A 50-year-old woman would suddenly fall asleep multiple times while getting ready for work, slurring her speech and falling.
She went to emergency departments seven times in two years and was diagnosed with alcohol intoxication. But she hadn’t had alcohol in years, which her family confirmed.
This week’s issue of the Canadian Medical Association Journal includes a case report describing the rare condition, known as auto-brewery syndrome.
What is auto-brewery syndrome?
Auto-brewery syndrome, or gut fermentation syndrome, is thought to happen when the fungi or bacteria that colonizes our intestines begin producing alcohol through fermentation. Basically, the gut becomes a mini-brewery.
The condition is rare, and doctors, law enforcement and legal officials may not be aware of it.
It can happen in the gastrointestinal system, mouth or urinary system .
What’s the science behind it?
Dr. Prasanna Wickremesinghe, a gastroenterologist in New York who wrote an earlier case report on auto-brewery syndrome, has said fermented sugars or carbohydrates from a patient’s diet can produce alcohol.
The alcohol is brewed internally, instead of at a brewery or winery.
In the latest case, Dr. Rahel Zewude, an infectious diseases physician at University of Toronto, and her co-authors said the fungi commonly identified in auto-brewery syndrome are Saccharomyces cerevisiae, or brewer’s yeast, and candida species that can cause vaginal and skin infections.
How common is it?
Auto-brewery syndrome is uncommon because it requires an interaction between several factors, including a substantial overpopulation of fermenting micro-organisms and a high-carbohydrate diet, Zewude and her team said.
Other conditions such as diabetes, liver problems and inflammatory bowel diseases are associated with auto-brewery syndrome. Genetic predisposition may also play a role.
For the 50-year-old woman, doctors suspect her repeated antibiotics for urinary tract infections and acid-reducing medication for severe heartburn may have disrupted the gut microbiome.
“Auto-brewery syndrome is a rare condition,” says one U.S. overview. “The disease has been identified in both male and female adults and children in many countries and is likely underdiagnosed.”
The first published report was from 1948, on a boy with a ruptured stomach that smelled of alcohol, followed by one in Japan in 1952 and the U.S. in the 1980s, the CMAJ authors noted.
What’s the impact on someone’s life?
“Auto-brewery syndrome carries substantial social, legal and medical consequences for patients and their loved ones,” Zewude and her team wrote.
“Our patient had several [emergency department] visits, was assessed by internists and psychiatrists, and was certified under the Mental Health Act before receiving a diagnosis of auto-brewery syndrome, reinforcing how awareness of this syndrome is essential for clinical diagnosis and management.”

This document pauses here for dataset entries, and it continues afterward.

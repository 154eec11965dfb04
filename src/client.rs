//! Client side of the relay: token acquisition with bounded backoff and a single-slot cache.
//!
//! [`TokenClient::acquire_cached_token`] serves the cached token until its local expiry and
//! otherwise runs [`TokenClient::acquire_token`], which builds a fresh credential before every
//! attempt, retries transient failures with exponential backoff, and stops immediately on
//! credential rejections. Concurrent refreshes are not coalesced; the last write wins.

pub mod cache;
pub mod identity;
pub mod retry;
pub mod transport;

pub use cache::*;
pub use identity::*;
pub use retry::*;
pub use transport::*;

// std
use std::sync::atomic::{AtomicU64, Ordering};
// self
use crate::{
	_prelude::*,
	auth::{AppVersion, DeviceRequest, Platform, TokenResponse, TokenSecret},
	obs::{self, OpOutcome, OpSpan, RelayOp, events},
};

/// Device attributes attached to every device-mode request.
#[derive(Clone, Debug)]
pub struct DeviceProfile {
	/// Source of the installation's identifier.
	pub identity: Arc<DeviceIdentityProvider>,
	/// Platform label.
	pub platform: Platform,
	/// Application version.
	pub app_version: AppVersion,
}

/// Credential strategy used for mint attempts.
#[derive(Clone)]
pub enum AcquisitionMode {
	/// Sign each attempt with a fresh device request.
	Device(DeviceProfile),
	/// Present a fresh identity assertion as bearer to the public endpoint.
	Assertion(Arc<dyn AssertionSource>),
}
impl Debug for AcquisitionMode {
	fn fmt(&self, f: &mut Formatter) -> FmtResult {
		match self {
			Self::Device(profile) => f.debug_tuple("Device").field(profile).finish(),
			Self::Assertion(_) => f.write_str("Assertion(..)"),
		}
	}
}

/// Thread-safe counters for token acquisition.
#[derive(Debug, Default)]
pub struct AcquisitionMetrics {
	attempts: AtomicU64,
	success: AtomicU64,
	failure: AtomicU64,
	cache_hits: AtomicU64,
}
impl AcquisitionMetrics {
	/// Total network attempts, including retries.
	pub fn attempts(&self) -> u64 {
		self.attempts.load(Ordering::Relaxed)
	}

	/// Acquisitions that produced a token from the network.
	pub fn successes(&self) -> u64 {
		self.success.load(Ordering::Relaxed)
	}

	/// Acquisitions that surfaced an error.
	pub fn failures(&self) -> u64 {
		self.failure.load(Ordering::Relaxed)
	}

	/// Cached acquisitions answered without network.
	pub fn cache_hits(&self) -> u64 {
		self.cache_hits.load(Ordering::Relaxed)
	}

	fn record_attempt(&self) {
		self.attempts.fetch_add(1, Ordering::Relaxed);
	}

	fn record_success(&self) {
		self.success.fetch_add(1, Ordering::Relaxed);
	}

	fn record_failure(&self) {
		self.failure.fetch_add(1, Ordering::Relaxed);
	}

	fn record_cache_hit(&self) {
		self.cache_hits.fetch_add(1, Ordering::Relaxed);
	}
}

/// Acquires relay tokens and caches the latest one.
pub struct TokenClient<T, S = TokioSleeper> {
	transport: T,
	mode: AcquisitionMode,
	cache: TokenCache,
	policy: RetryPolicy,
	sleeper: S,
	metrics: Arc<AcquisitionMetrics>,
}
impl<T> TokenClient<T>
where
	T: MintTransport,
{
	/// Creates a client with the default retry policy, safety margin, and tokio timer.
	pub fn new(transport: T, mode: AcquisitionMode) -> Self {
		Self {
			transport,
			mode,
			cache: TokenCache::default(),
			policy: RetryPolicy::default(),
			sleeper: TokioSleeper,
			metrics: Default::default(),
		}
	}
}
impl<T, S> TokenClient<T, S>
where
	T: MintTransport,
	S: Sleeper,
{
	/// Replaces the backoff clock.
	pub fn with_sleeper<S2>(self, sleeper: S2) -> TokenClient<T, S2>
	where
		S2: Sleeper,
	{
		TokenClient {
			transport: self.transport,
			mode: self.mode,
			cache: self.cache,
			policy: self.policy,
			sleeper,
			metrics: self.metrics,
		}
	}

	/// Replaces the retry policy.
	pub fn with_retry_policy(mut self, policy: RetryPolicy) -> Self {
		self.policy = policy;

		self
	}

	/// Replaces the cache with an empty one using `safety_margin`.
	pub fn with_safety_margin(mut self, safety_margin: Duration) -> Self {
		self.cache = TokenCache::new(safety_margin);

		self
	}

	/// Token cache.
	pub fn cache(&self) -> &TokenCache {
		&self.cache
	}

	/// Shared acquisition counters.
	pub fn metrics(&self) -> Arc<AcquisitionMetrics> {
		Arc::clone(&self.metrics)
	}

	/// Drops the cached token.
	pub fn invalidate(&self) {
		self.cache.clear();
	}

	/// Returns the cached token when valid, otherwise acquires and caches a new one.
	pub async fn acquire_cached_token(&self) -> Result<TokenSecret> {
		self.acquire_cached_token_at(OffsetDateTime::now_utc()).await
	}

	/// Same as [`acquire_cached_token`](Self::acquire_cached_token), judging validity at `now`.
	pub async fn acquire_cached_token_at(&self, now: OffsetDateTime) -> Result<TokenSecret> {
		if let Some(entry) = self.cache.valid_at(now) {
			self.metrics.record_cache_hit();

			return Ok(entry.token);
		}

		let (response, issued_at) = self.fetch().await?;

		self.cache.set_issued_at(response.token.clone(), issued_at, response.expires_in);

		Ok(response.token)
	}

	/// Acquires a new token from the relay, bypassing the cache.
	pub async fn acquire_token(&self) -> Result<TokenSecret> {
		Ok(self.fetch().await?.0.token)
	}

	async fn fetch(&self) -> Result<(TokenResponse, OffsetDateTime)> {
		const OP: RelayOp = RelayOp::Acquire;

		let span = OpSpan::new(OP, "acquire_token");

		obs::record_op_outcome(OP, OpOutcome::Attempt);

		let result = span.instrument(self.attempt_loop()).await;

		match &result {
			Ok(_) => {
				self.metrics.record_success();
				obs::record_op_outcome(OP, OpOutcome::Success);
			},
			Err(e) => {
				self.metrics.record_failure();
				obs::record_op_outcome(OP, OpOutcome::Failure);

				match &self.mode {
					AcquisitionMode::Device(profile) => {
						let device_id = profile.identity.device_identifier().await;

						events::acquisition_failed(Some(&*device_id), Some(&*profile.platform), e);
					},
					AcquisitionMode::Assertion(_) => events::acquisition_failed(None, None, e),
				}
			},
		}

		result
	}

	async fn attempt_loop(&self) -> Result<(TokenResponse, OffsetDateTime)> {
		let max_attempts = self.policy.max_attempts;
		let mut attempt = 1;

		loop {
			self.metrics.record_attempt();

			let dispatched_at = OffsetDateTime::now_utc();
			let error = match self.attempt(dispatched_at).await {
				Ok(response) => return Ok((response, dispatched_at)),
				Err(e) => match MintFailure::classify(e) {
					MintFailure::NonRetryable(e) => return Err(e),
					MintFailure::Transient(e) => e,
				},
			};

			if attempt >= max_attempts {
				return Err(Error::RetriesExhausted { attempts: attempt, source: Box::new(error) });
			}

			let delay = self.policy.delay_after(attempt);

			events::acquisition_retrying(attempt, delay, &error);
			self.sleeper.sleep(delay).await;

			attempt += 1;
		}
	}

	async fn attempt(&self, now: OffsetDateTime) -> Result<TokenResponse> {
		let credential = match &self.mode {
			AcquisitionMode::Device(profile) => {
				let device_id = profile.identity.device_identifier().await;

				MintCredential::Device(DeviceRequest::new(
					&device_id,
					&profile.platform,
					&profile.app_version,
					unix_millis(now),
				))
			},
			AcquisitionMode::Assertion(source) =>
				MintCredential::Assertion(source.assertion().await?),
		};

		self.transport.mint(&credential).await
	}
}

#[cfg(test)]
mod tests {
	// std
	use std::{collections::VecDeque, sync::atomic::AtomicU32, time::Duration as StdDuration};
	// crates.io
	use time::macros;
	// self
	use super::*;
	use crate::{auth::DeviceId, error::UpstreamError};

	#[derive(Default)]
	struct ScriptedTransport {
		script: Mutex<VecDeque<Result<(), u16>>>,
		calls: AtomicU32,
		credentials: Mutex<Vec<MintCredential>>,
	}
	impl ScriptedTransport {
		fn with_script(script: impl IntoIterator<Item = Result<(), u16>>) -> Arc<Self> {
			Arc::new(Self {
				script: Mutex::new(script.into_iter().collect()),
				..Default::default()
			})
		}

		fn calls(&self) -> u32 {
			self.calls.load(Ordering::SeqCst)
		}
	}
	impl MintTransport for ScriptedTransport {
		fn mint<'a>(
			&'a self,
			credential: &'a MintCredential,
		) -> TransportFuture<'a, TokenResponse> {
			let call = self.calls.fetch_add(1, Ordering::SeqCst) + 1;

			self.credentials.lock().push(credential.clone());

			let step = self.script.lock().pop_front().unwrap_or(Ok(()));

			Box::pin(async move {
				match step {
					Ok(()) => Ok(TokenResponse {
						token: TokenSecret::new(format!("token-{call}")),
						expires_in: 3600,
						timestamp: 0,
					}),
					Err(status) => Err(UpstreamError::Status {
						status,
						message: format!("scripted failure {call}"),
					}
					.into()),
				}
			})
		}
	}

	#[derive(Clone, Default)]
	struct RecordingSleeper(Arc<Mutex<Vec<StdDuration>>>);
	impl RecordingSleeper {
		fn waits(&self) -> Vec<StdDuration> {
			self.0.lock().clone()
		}
	}
	impl Sleeper for RecordingSleeper {
		fn sleep(&self, duration: StdDuration) -> SleepFuture<'_> {
			self.0.lock().push(duration);

			Box::pin(async {})
		}
	}

	struct StaticAssertion;
	impl AssertionSource for StaticAssertion {
		fn assertion(&self) -> TransportFuture<'_, TokenSecret> {
			Box::pin(async { Ok(TokenSecret::new("signed-assertion")) })
		}
	}

	fn device_mode() -> AcquisitionMode {
		let store = MemoryIdentityStore::with_identifier(
			DeviceId::new("device-1").expect("Device fixture should be valid."),
		);

		AcquisitionMode::Device(DeviceProfile {
			identity: Arc::new(DeviceIdentityProvider::new(
				Arc::new(store),
				DeviceEnvironment::Emulated,
			)),
			platform: Platform::new("ios").expect("Platform fixture should be valid."),
			app_version: AppVersion::new("1.0.0").expect("Version fixture should be valid."),
		})
	}

	fn client(
		transport: Arc<ScriptedTransport>,
	) -> (TokenClient<Arc<ScriptedTransport>, RecordingSleeper>, RecordingSleeper) {
		let sleeper = RecordingSleeper::default();
		let client = TokenClient::new(transport, device_mode()).with_sleeper(sleeper.clone());

		(client, sleeper)
	}

	#[tokio::test]
	async fn cached_acquisitions_share_one_network_call() {
		let transport = ScriptedTransport::with_script([Ok(())]);
		let (client, _) = client(transport.clone());
		let first = client.acquire_cached_token().await.expect("First acquisition should mint.");
		let second = client.acquire_cached_token().await.expect("Second should hit the cache.");

		assert_eq!(first, second);
		assert_eq!(transport.calls(), 1);
		assert_eq!(client.metrics().cache_hits(), 1);

		let credentials = transport.credentials.lock();

		assert!(matches!(
			&credentials[0],
			MintCredential::Device(body) if body.device_id.as_deref() == Some("device-1")
				&& body.timestamp.is_some()
		));
	}

	#[tokio::test]
	async fn expiry_boundary_is_exclusive() {
		let now = macros::datetime!(2025-01-01 12:00 UTC);
		let usable = Duration::seconds(3600) - TokenCache::DEFAULT_SAFETY_MARGIN;
		let transport = ScriptedTransport::with_script([]);
		let (client, _) = client(transport.clone());

		client.cache().set_issued_at(
			TokenSecret::new("cached"),
			now - usable + Duration::milliseconds(1),
			3600,
		);

		let served = client.acquire_cached_token_at(now).await.expect("Cached token is valid.");

		assert_eq!(served.expose(), "cached");
		assert_eq!(transport.calls(), 0);

		client.cache().set_issued_at(
			TokenSecret::new("cached"),
			now - usable - Duration::milliseconds(1),
			3600,
		);

		let refreshed = client.acquire_cached_token_at(now).await.expect("Refresh should mint.");

		assert_eq!(refreshed.expose(), "token-1");
		assert_eq!(transport.calls(), 1);
	}

	#[tokio::test]
	async fn transient_failures_back_off_exponentially() {
		let transport = ScriptedTransport::with_script([Err(503), Err(500), Ok(())]);
		let (client, sleeper) = client(transport.clone());
		let token = client.acquire_token().await.expect("Third attempt should succeed.");

		assert_eq!(token.expose(), "token-3");
		assert_eq!(transport.calls(), 3);
		assert_eq!(
			sleeper.waits(),
			vec![StdDuration::from_millis(2000), StdDuration::from_millis(4000)]
		);
		assert_eq!(client.metrics().attempts(), 3);
	}

	#[tokio::test]
	async fn exhausted_budget_reports_the_last_failure() {
		let transport = ScriptedTransport::with_script([Err(502), Err(502), Err(503)]);
		let (client, sleeper) = client(transport.clone());
		let err = client.acquire_token().await.expect_err("All attempts fail.");

		assert!(matches!(err, Error::RetriesExhausted { attempts: 3, .. }));
		assert_eq!(err.status(), Some(503));
		assert_eq!(sleeper.waits().len(), 2, "No wait follows the final attempt.");
		assert!(client.cache().peek().is_none());
	}

	#[cfg(feature = "tracing")]
	#[tokio::test]
	async fn terminal_failures_are_logged_with_device_and_status() {
		let capture = obs::events::LogCapture::start();
		let transport = ScriptedTransport::with_script([Err(403)]);
		let (client, _) = client(transport);
		let _ = client.acquire_token().await;
		let output = capture.output();

		assert!(output.contains("Token acquisition failed."), "{output}");
		assert!(output.contains("device_id=\"device-1\""), "{output}");
		assert!(output.contains("platform=\"ios\""), "{output}");
		assert!(output.contains("status=403"), "{output}");
	}

	#[tokio::test]
	async fn credential_rejection_stops_after_one_attempt() {
		let transport = ScriptedTransport::with_script([Err(401), Ok(())]);
		let (client, sleeper) = client(transport.clone());
		let err = client.acquire_cached_token().await.expect_err("401 must not be retried.");

		assert!(matches!(err, Error::AuthenticationFailed { status: 401, .. }));
		assert_eq!(transport.calls(), 1);
		assert!(sleeper.waits().is_empty());
		assert_eq!(client.metrics().failures(), 1);
	}

	#[tokio::test]
	async fn assertion_mode_presents_a_fresh_bearer() {
		let transport = ScriptedTransport::with_script([Ok(())]);
		let client = TokenClient::new(
			transport.clone(),
			AcquisitionMode::Assertion(Arc::new(StaticAssertion)),
		)
		.with_sleeper(RecordingSleeper::default());

		client.acquire_token().await.expect("Assertion mint should succeed.");

		assert!(matches!(
			&transport.credentials.lock()[0],
			MintCredential::Assertion(token) if token.expose() == "signed-assertion"
		));
	}

	#[tokio::test]
	async fn invalidate_forces_a_new_mint() {
		let transport = ScriptedTransport::with_script([Ok(()), Ok(())]);
		let (client, _) = client(transport.clone());

		client.acquire_cached_token().await.expect("First acquisition should mint.");
		client.invalidate();

		let second = client.acquire_cached_token().await.expect("Second acquisition should mint.");

		assert_eq!(second.expose(), "token-2");
		assert_eq!(transport.calls(), 2);
	}
}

The woman had repeated urinary tract infections over five years that were treated with antibiotics, as well as gastrointestinal reflux that was also treated. She told doctors she used to drink a glass of wine on holidays, but had stopped for religious reasons.
When the woman repeatedly went to the emergency room with slurred speech, the smell of alcohol on her breath and falling from sleepiness, she was discharged, with a diagnosis of alcohol intoxication, despite saying she never drank.
Tests showed no head injuries.
Psychiatrists offered care for addiction medicine before the possible diagnosis of auto-brewery syndrome. She was prescribed antifungal medication, referred to a gastroenterologist with follow-up at an infectious diseases clinic and a dietitian who advised a low-carb diet until ethanol could no longer be measured.
After each visit to emergency, the patient needed a week or two off work because of lethargy and drowsiness. She ate little, and the lethargy and appetite would improve then recur after a month or two, the paper’s authors said.
In a previous U.S. case, Donato Giannotto’s gut produced alcohol at very high levels, occasionally reaching eight times the legal limit for inebriation. He suffered from seizures, found himself in and out of hospitals and even developed acute pancreatitis, which is usually seen in people with alcohol use disorder.
Giannotto’s wife, Michelle, described calling the husband’s endocrinologist crying and begging for help to find a doctor up on the syndrome and how to treat it.
There is no standardized way to diagnose the condition, the CMAJ authors said.